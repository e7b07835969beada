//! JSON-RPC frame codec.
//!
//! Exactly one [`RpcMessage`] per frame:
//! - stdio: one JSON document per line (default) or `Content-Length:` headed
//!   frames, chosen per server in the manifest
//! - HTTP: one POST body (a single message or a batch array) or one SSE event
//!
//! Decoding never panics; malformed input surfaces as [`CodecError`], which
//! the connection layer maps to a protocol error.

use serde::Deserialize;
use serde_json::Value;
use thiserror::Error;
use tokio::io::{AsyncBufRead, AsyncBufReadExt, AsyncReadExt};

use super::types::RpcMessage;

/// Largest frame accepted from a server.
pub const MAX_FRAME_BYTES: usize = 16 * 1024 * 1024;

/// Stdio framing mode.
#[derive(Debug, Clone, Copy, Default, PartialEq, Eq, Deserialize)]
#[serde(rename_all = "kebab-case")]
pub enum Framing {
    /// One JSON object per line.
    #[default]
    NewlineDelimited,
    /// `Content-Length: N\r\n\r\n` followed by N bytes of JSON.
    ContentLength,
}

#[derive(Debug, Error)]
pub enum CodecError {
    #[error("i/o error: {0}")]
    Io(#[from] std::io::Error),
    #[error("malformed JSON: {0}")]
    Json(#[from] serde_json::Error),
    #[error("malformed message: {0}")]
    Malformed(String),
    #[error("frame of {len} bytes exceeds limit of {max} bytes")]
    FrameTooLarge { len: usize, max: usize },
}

* * *

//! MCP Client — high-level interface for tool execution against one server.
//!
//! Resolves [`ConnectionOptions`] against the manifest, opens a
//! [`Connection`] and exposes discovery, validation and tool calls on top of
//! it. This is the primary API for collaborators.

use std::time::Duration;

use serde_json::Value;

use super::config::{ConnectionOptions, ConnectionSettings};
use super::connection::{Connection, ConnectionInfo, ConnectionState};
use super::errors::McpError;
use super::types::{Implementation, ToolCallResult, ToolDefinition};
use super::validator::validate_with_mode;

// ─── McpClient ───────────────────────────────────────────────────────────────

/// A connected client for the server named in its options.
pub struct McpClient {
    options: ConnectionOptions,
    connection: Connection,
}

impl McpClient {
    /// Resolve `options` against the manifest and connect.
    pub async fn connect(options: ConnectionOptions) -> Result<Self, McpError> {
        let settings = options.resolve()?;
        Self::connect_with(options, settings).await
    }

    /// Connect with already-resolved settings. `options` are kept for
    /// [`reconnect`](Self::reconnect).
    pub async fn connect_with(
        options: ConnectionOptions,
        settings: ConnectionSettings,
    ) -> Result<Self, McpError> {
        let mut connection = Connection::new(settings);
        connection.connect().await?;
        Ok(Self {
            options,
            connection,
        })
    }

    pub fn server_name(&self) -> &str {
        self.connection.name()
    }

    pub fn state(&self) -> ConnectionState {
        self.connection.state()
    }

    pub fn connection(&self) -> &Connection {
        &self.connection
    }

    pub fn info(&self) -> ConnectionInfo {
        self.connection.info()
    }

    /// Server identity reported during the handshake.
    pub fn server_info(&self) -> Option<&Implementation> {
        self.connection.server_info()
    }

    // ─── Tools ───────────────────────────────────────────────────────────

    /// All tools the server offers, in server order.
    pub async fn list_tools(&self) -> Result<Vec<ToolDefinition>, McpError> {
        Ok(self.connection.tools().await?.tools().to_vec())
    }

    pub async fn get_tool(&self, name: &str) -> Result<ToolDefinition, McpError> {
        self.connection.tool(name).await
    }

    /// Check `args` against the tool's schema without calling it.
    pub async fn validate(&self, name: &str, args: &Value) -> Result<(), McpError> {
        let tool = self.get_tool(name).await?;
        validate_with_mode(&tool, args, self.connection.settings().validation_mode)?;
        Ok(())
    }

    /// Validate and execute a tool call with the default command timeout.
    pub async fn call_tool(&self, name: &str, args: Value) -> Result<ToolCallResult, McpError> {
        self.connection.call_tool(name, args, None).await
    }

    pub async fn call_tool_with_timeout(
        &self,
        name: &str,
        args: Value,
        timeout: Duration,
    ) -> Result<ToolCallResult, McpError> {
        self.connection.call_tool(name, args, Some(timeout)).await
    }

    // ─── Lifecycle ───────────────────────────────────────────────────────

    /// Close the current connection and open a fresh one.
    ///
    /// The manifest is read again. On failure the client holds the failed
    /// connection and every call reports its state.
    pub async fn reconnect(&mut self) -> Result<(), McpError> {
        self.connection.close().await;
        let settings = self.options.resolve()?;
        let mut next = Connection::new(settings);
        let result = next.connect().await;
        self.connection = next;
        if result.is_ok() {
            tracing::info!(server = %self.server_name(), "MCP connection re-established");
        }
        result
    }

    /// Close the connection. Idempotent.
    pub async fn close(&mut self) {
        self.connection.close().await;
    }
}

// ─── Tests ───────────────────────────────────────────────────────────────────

- WORK REQUEST
Transcribe, exactly and without additions, the lines of the records above, beginning with the line that contains "self.connection.state()" and ending with the line that contains "pub async fn list_tools(&self)", both included.

- OUTPUT FOR THIS TASK
        self.connection.state()
    }

    pub fn connection(&self) -> &Connection {
        &self.connection
    }

    pub fn info(&self) -> ConnectionInfo {
        self.connection.info()
    }

    /// Server identity reported during the handshake.
    pub fn server_info(&self) -> Option<&Implementation> {
        self.connection.server_info()
    }

    // ─── Tools ───────────────────────────────────────────────────────────

    /// All tools the server offers, in server order.
    pub async fn list_tools(&self) -> Result<Vec<ToolDefinition>, McpError> {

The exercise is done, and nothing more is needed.